Yeni tip seküler milliyetçiliğin bilgi kaynakları artık Necip Fazıl, Erol Güngör, Ahmet Arvasi gibi muhafazakar ülkücüler degil; Erol Manisalı, Arslan Bulut, Yılmaz Özdil, Aslı Aydıntaşbaş gibi isimler; Sözcü ve Yeniçağ gibi gazeteler; Kemalizm ve ulusalcılık gibi ideolojiler. Zihin yapılarını okurken bu dönüşümü gözden uzak tutmamak gerekir. Muhafazakar ülkücüler ile seküler milliyetçiler arasında kapanmaz bir mesafe oluşmuş. 15 Temmuz sonrasında ise MHP’nin yaşadığı siyasal farklılaşma ve Meral Akşener’in MHP’den ayrılması, yeni bir durum ortaya çıkardı.
Milliyetçilik, mevcut donanımı ve entelektüel düzeyi ile Türkiye’yi kucaklayıcı bir Siyaset üretmekten uzaktır.
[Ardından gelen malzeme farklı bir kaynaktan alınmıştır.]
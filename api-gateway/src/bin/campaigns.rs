//! Campaigns Lambda - campaign list with spend and CTR.
//!
//! GET. Without Meta credentials the response is an empty list.

use lambda_http::http::Method;
use lambda_http::{run, service_fn, Body, Error, Request, Response};
use serde::Serialize;
use std::sync::Arc;
use tracing::{info, warn};
use tracing_subscriber::EnvFilter;

use shared::http::{error_to_response, json_response, preflight_response};
use shared::meta::MetaAdsClient;
use shared::Config;

#[derive(Debug, Serialize)]
struct CampaignSummary {
    id: String,
    name: String,
    objective: String,
    status: String,
    spend: f64,
    ctr: f64,
}

#[derive(Debug, Serialize)]
struct CampaignsResponse {
    campaigns: Vec<CampaignSummary>,
}

struct AppState {
    meta: Option<MetaAdsClient>,
}

impl AppState {
    fn new(config: &Config) -> Result<Self, Error> {
        let meta = match config.meta() {
            Some((token, account)) => Some(MetaAdsClient::new(token, account)?),
            None => None,
        };
        Ok(Self { meta })
    }
}

async fn handler(state: Arc<AppState>, event: Request) -> Result<Response<Body>, Error> {
    if event.method() == Method::OPTIONS {
        return preflight_response();
    }

    let Some(meta) = &state.meta else {
        return json_response(200, &CampaignsResponse { campaigns: vec![] });
    };

    let campaigns = match meta
        .get_campaigns("id,name,objective,status,daily_budget")
        .await
    {
        Ok(campaigns) => campaigns,
        Err(e) => return error_to_response(&e),
    };

    let mut summaries = Vec::with_capacity(campaigns.len());

    for campaign in campaigns {
        let insights = match meta.get_campaign_insights(&campaign.id).await {
            Ok(insights) => insights,
            Err(e) => {
                warn!("No insights for campaign {}: {}", campaign.id, e);
                Default::default()
            }
        };

        summaries.push(CampaignSummary {
            id: campaign.id,
            name: campaign.name.unwrap_or_else(|| "Unnamed".to_string()),
            objective: campaign.objective.unwrap_or_else(|| "N/A".to_string()),
            status: campaign.status.unwrap_or_else(|| "PAUSED".to_string()),
            spend: insights.spend(),
            ctr: insights.ctr(),
        });
    }

    info!("Listed {} campaigns", summaries.len());

    json_response(200, &CampaignsResponse { campaigns: summaries })
}

#[tokio::main]
async fn main() -> Result<(), Error> {
    tracing_subscriber::fmt()
        .with_env_filter(EnvFilter::from_default_env())
        .json()
        .init();

    let state = Arc::new(AppState::new(&Config::from_env())?);

    run(service_fn(move |event| {
        let state = Arc::clone(&state);
        async move { handler(state, event).await }
    }))
    .await
}
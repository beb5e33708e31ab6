//! Shared data models.

use serde::{Deserialize, Serialize};

/// Kind of calendar content, derived from the source sheet.
#[derive(Debug, Clone, Copy, PartialEq, Eq, Serialize, Deserialize)]
#[serde(rename_all = "lowercase")]
pub enum PostType {
    Feed,
    Story,
}

/// Lifecycle state of a post, computed from its date and time.
#[derive(Debug, Clone, Copy, PartialEq, Eq, Serialize, Deserialize)]
#[serde(rename_all = "lowercase")]
pub enum PostStatus {
    Scheduled,
    Published,
}

/// A single calendar entry backed by one spreadsheet row.
///
/// Every field is always present; absent source columns map to empty
/// strings. `id` is `{sheet_name}_{row_index}` and is only stable for as
/// long as the row does not move.
#[derive(Debug, Clone, Serialize, Deserialize)]
pub struct Post {
    pub id: String,
    pub sheet_name: String,
    /// 1-based physical row in the source sheet (row 1 is the header).
    pub row_index: usize,
    /// `YYYY-MM-DD`, no timezone.
    pub date: String,
    /// `HH:MM` 24-hour, or empty.
    pub time: String,
    pub title: String,
    pub description: String,
    #[serde(rename = "type")]
    pub post_type: PostType,
    pub platform: String,
    pub image_url: String,
    pub status: PostStatus,
}
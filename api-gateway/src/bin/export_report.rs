//! Export Report Lambda - stub.
//!
//! GET. PDF report generation is not implemented yet.

use lambda_http::http::Method;
use lambda_http::{run, service_fn, Body, Error, Request, Response};
use tracing_subscriber::EnvFilter;

use shared::http::{error_to_response, preflight_response};

async fn handler(event: Request) -> Result<Response<Body>, Error> {
    if event.method() == Method::OPTIONS {
        return preflight_response();
    }

    error_to_response(&shared::Error::NotImplemented("Report export"))
}

#[tokio::main]
async fn main() -> Result<(), Error> {
    tracing_subscriber::fmt()
        .with_env_filter(EnvFilter::from_default_env())
        .json()
        .init();

    run(service_fn(handler)).await
}
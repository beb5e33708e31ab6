//! Row reader for the spreadsheet-backed content calendar.

use std::future::Future;
use std::time::Duration;

use serde::Deserialize;

use crate::{Error, Result};

const SHEETS_BASE: &str = "https://sheets.googleapis.com/v4/spreadsheets";
const REQUEST_TIMEOUT: Duration = Duration::from_secs(15);

/// Source of raw sheet rows.
///
/// Implementations report access failures as errors; the feed resolver
/// degrades a failed sheet to "no rows" instead of failing the request.
pub trait SheetReader {
    /// Fetch all rows of the named sheet as ordered string cells.
    fn read(
        &self,
        sheet_name: &str,
    ) -> impl Future<Output = Result<Vec<Vec<String>>>> + Send;
}

/// Reads sheets through the Google Sheets REST API with a caller-supplied
/// OAuth access token.
pub struct GoogleSheetsReader {
    client: reqwest::Client,
    spreadsheet_id: String,
    access_token: String,
}

#[derive(Debug, Deserialize)]
struct ValueRange {
    #[serde(default)]
    values: Vec<Vec<String>>,
}

#[derive(Debug, Deserialize)]
struct SpreadsheetMeta {
    properties: Option<SpreadsheetProperties>,
}

#[derive(Debug, Deserialize)]
struct SpreadsheetProperties {
    title: Option<String>,
}

impl GoogleSheetsReader {
    pub fn new(
        spreadsheet_id: impl Into<String>,
        access_token: impl Into<String>,
    ) -> Result<Self> {
        let client = reqwest::Client::builder()
            .timeout(REQUEST_TIMEOUT)
            .build()?;

        Ok(Self {
            client,
            spreadsheet_id: spreadsheet_id.into(),
            access_token: access_token.into(),
        })
    }

    /// Title of the backing spreadsheet. Used by the health check to prove
    /// read access.
    pub async fn spreadsheet_title(&self) -> Result<String> {
        let url = format!(
            "{}/{}?fields=properties(title)",
            SHEETS_BASE, self.spreadsheet_id
        );

        let response = self
            .client
            .get(&url)
            .bearer_auth(&self.access_token)
            .send()
            .await?;

        if !response.status().is_success() {
            return Err(Error::Upstream(format!(
                "Sheets API returned {}",
                response.status()
            )));
        }

        let meta: SpreadsheetMeta = response.json().await?;
        Ok(meta
            .properties
            .and_then(|p| p.title)
            .unwrap_or_else(|| "Unknown".to_string()))
    }
}

impl SheetReader for GoogleSheetsReader {
    async fn read(&self, sheet_name: &str) -> Result<Vec<Vec<String>>> {
        let url = format!(
            "{}/{}/values/{}!A:Z",
            SHEETS_BASE,
            self.spreadsheet_id,
            urlencoding::encode(sheet_name)
        );

        let response = self
            .client
            .get(&url)
            .bearer_auth(&self.access_token)
            .send()
            .await?;

        if !response.status().is_success() {
            return Err(Error::Upstream(format!(
                "Sheets API returned {} for sheet {}",
                response.status(),
                sheet_name
            )));
        }

        let range: ValueRange = response.json().await?;
        Ok(range.values)
    }
}
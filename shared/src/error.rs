//! Error types for dashboard Lambda functions.

use thiserror::Error;

/// Result type alias using our Error type.
pub type Result<T> = std::result::Result<T, Error>;

/// Errors that can occur in dashboard Lambda functions.
#[derive(Error, Debug)]
pub enum Error {
    /// Validation error (missing or malformed client input)
    #[error("Validation error: {0}")]
    Validation(String),

    /// Required credential or configuration is absent
    #[error("{0} not configured")]
    NotConfigured(&'static str),

    /// Feature stub
    #[error("{0} not yet implemented")]
    NotImplemented(&'static str),

    /// External API returned a failure
    #[error("Upstream error: {0}")]
    Upstream(String),

    /// HTTP transport error
    #[error("HTTP error: {0}")]
    Http(#[from] reqwest::Error),

    /// Serialization error
    #[error("Serialization error: {0}")]
    Serialization(#[from] serde_json::Error),

    /// Internal error
    #[error("Internal error: {0}")]
    Internal(String),
}

impl Error {
    /// Get HTTP status code for this error.
    pub fn status_code(&self) -> u16 {
        match self {
            Error::Validation(_) => 400,
            Error::NotConfigured(_) => 403,
            Error::NotImplemented(_) => 501,
            _ => 500,
        }
    }
}
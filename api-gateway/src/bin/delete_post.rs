//! Delete Post Lambda - stub.
//!
//! DELETE with a required `id` query parameter. Spreadsheet row clearing
//! is not implemented yet.

use lambda_http::http::Method;
use lambda_http::{run, service_fn, Body, Error, Request, RequestExt, Response};
use tracing_subscriber::EnvFilter;

use shared::http::{error_response, error_to_response, preflight_response};

async fn handler(event: Request) -> Result<Response<Body>, Error> {
    if event.method() == Method::OPTIONS {
        return preflight_response();
    }

    let params = event.query_string_parameters();
    if params.first("id").is_none() {
        return error_response(400, "Missing post ID");
    }

    error_to_response(&shared::Error::NotImplemented("Post deletion"))
}

#[tokio::main]
async fn main() -> Result<(), Error> {
    tracing_subscriber::fmt()
        .with_env_filter(EnvFilter::from_default_env())
        .json()
        .init();

    run(service_fn(handler)).await
}
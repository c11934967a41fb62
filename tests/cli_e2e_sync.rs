//! End-to-end tests for the `sync` command.

mod common;

use common::prelude::*;

#[test]
fn test_help_lists_commands() {
    let mut cmd = cargo_bin_cmd!("project-hub");

    cmd.arg("--help")
        .assert()
        .success()
        .stdout(predicate::str::contains("sync"))
        .stdout(predicate::str::contains("feed"));
}

#[test]
fn test_version() {
    let mut cmd = cargo_bin_cmd!("project-hub");

    cmd.arg("--version")
        .assert()
        .success()
        .stdout(predicate::str::contains(env!("CARGO_PKG_VERSION")));
}

#[test]
fn test_sync_empty_site() {
    let site = SiteFixture::new().with_config("title: Empty\n");

    site.command()
        .arg("sync")
        .assert()
        .success()
        .stdout(predicate::str::contains("(none declared)"))
        .stdout(predicate::str::contains("Combined posts: 0"));
}

#[test]
fn test_sync_local_posts_without_sources() {
    let site = SiteFixture::new()
        .with_config("title: Tool\n")
        .with_file("_posts/2024-01-02-hello.md", "---\ntitle: Hello\n---\n")
        .with_file("_posts/2024-01-03-again.md", "---\ntitle: Again\n---\n");

    site.command()
        .arg("sync")
        .assert()
        .success()
        .stdout(predicate::str::contains("Combined posts: 2"));
}

#[test]
fn test_sync_source_option() {
    let site = SiteFixture::new()
        .with_config("title: Tool\n")
        .with_file("_posts/2024-01-02-hello.md", "---\ntitle: Hello\n---\n");
    let elsewhere = assert_fs::TempDir::new().unwrap();

    let mut cmd = cargo_bin_cmd!("project-hub");
    cmd.current_dir(elsewhere.path())
        .env_remove("PROJECT_HUB_SOURCE")
        .env_remove("PROJECT_HUB_REFRESH")
        .arg("sync")
        .arg("--source")
        .arg(site.path())
        .assert()
        .success()
        .stdout(predicate::str::contains("Combined posts: 1"));
}

#[test]
fn test_invalid_refresh_in_config_exits_1() {
    let site = SiteFixture::new().with_config("refresh_remote_data: hourly\n");

    site.command()
        .arg("sync")
        .assert()
        .code(1)
        .stderr(predicate::str::contains("hourly"));
}

#[test]
fn test_invalid_refresh_option_exits_1() {
    let site = SiteFixture::new().with_config("title: Tool\n");

    site.command()
        .args(["sync", "--refresh", "bogus"])
        .assert()
        .code(1)
        .stderr(predicate::str::contains("bogus"));
}

#[test]
fn test_refresh_from_environment() {
    let site = SiteFixture::new().with_config("title: Tool\n");

    site.command()
        .env("PROJECT_HUB_REFRESH", "skip")
        .arg("sync")
        .assert()
        .success()
        .stdout(predicate::str::contains("refresh: skip"));
}

#[test]
fn test_sync_json_summary() {
    let site = SiteFixture::new()
        .with_config("title: Tool\nrefresh_remote_data: always\n")
        .with_file("_posts/2024-01-02-hello.md", "---\ntitle: Hello\n---\n");

    let output = site
        .command()
        .args(["sync", "--json"])
        .assert()
        .success()
        .get_output()
        .stdout
        .clone();

    let json: serde_json::Value = serde_json::from_slice(&output).unwrap();
    assert_eq!(json["num_posts_combined"], 1);
    assert_eq!(json["refresh"], "always");
    assert_eq!(json["is_hub"], false);
    assert!(json["sources"]["sources"].as_array().unwrap().is_empty());
}

#[test]
fn test_skip_with_uncached_source() {
    let site = SiteFixture::new()
        .with_config("title: Tool\nrefresh_remote_data: skip\n")
        .with_file(
            "_software/tool.md",
            "---\ntitle: Tool\nrepo_url: https://invalid.example/tool.git\n---\n",
        );

    site.command()
        .arg("sync")
        .assert()
        .success()
        .stdout(predicate::str::contains("[not cached]"))
        .stdout(predicate::str::contains("Combined posts: 0"));
    site.child("_software/tool").assert(predicate::path::missing());
}

#[test]
#[cfg_attr(not(feature = "integration-tests"), ignore)]
fn test_sync_software_item_from_local_remote() {
    let remote = LocalRemote::new(&[
        ("docs/index.md", "---\ntitle: Tool docs\n---\n"),
        ("docs/guide.md", "---\ntitle: Guide\n---\n"),
        ("src/main.rs", "fn main() {}\n"),
    ]);
    let site = SiteFixture::new()
        .with_config("title: Tool\n")
        .with_file("_software/tool.md", &remote.software_index("Tool"));

    site.command()
        .arg("sync")
        .assert()
        .success()
        .stdout(predicate::str::contains("[ok] software"))
        .stdout(predicate::str::contains(format!(
            "/software/tool {}",
            COMMIT_DATE
        )));

    site.child("_software/tool/docs/guide.md")
        .assert(predicate::path::exists());
    site.child("_software/tool/src")
        .assert(predicate::path::missing());
}

#[test]
#[cfg_attr(not(feature = "integration-tests"), ignore)]
fn test_unreachable_source_does_not_fail_sync() {
    let site = SiteFixture::new()
        .with_config("title: Tool\n")
        .with_file(
            "_software/tool.md",
            "---\ntitle: Tool\nrepo_url: file:///nonexistent/project-hub/tool\n---\n",
        );

    site.command()
        .arg("sync")
        .assert()
        .success()
        .stdout(predicate::str::contains("[failed]"));
    site.child("_software/tool").assert(predicate::path::missing());
}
Bu düşünce Anadolu çoğulculuğunu da kültürel ve dini anlamda kucaklamaktan uzaktır.
Milliyetçilik, önemli bir kırılma yaşıyor. Artık Necip Fazıl, Erol Güngör, Ahmet Arvasi ve Muhsin Yazıcıoğlu referansları arasında yer almıyor. Milliyetçilik, ülkücülük ve seküler milliyetçilik olarak bölünüyor. Seküler milliyetçilerin dine bakışı ulusalcılarla örtüşüyor.
Türk ve Kürt milliyetçilerinin karşılıklı dışlama ve ötekileştirme söylemlerine teslim olmamak gerekir. Ayırımcı dili terk etmek kardeşliğin inşası için gereklidir. Karşılıklı nefret dili ilk terk edilmesi gereken tutumdur.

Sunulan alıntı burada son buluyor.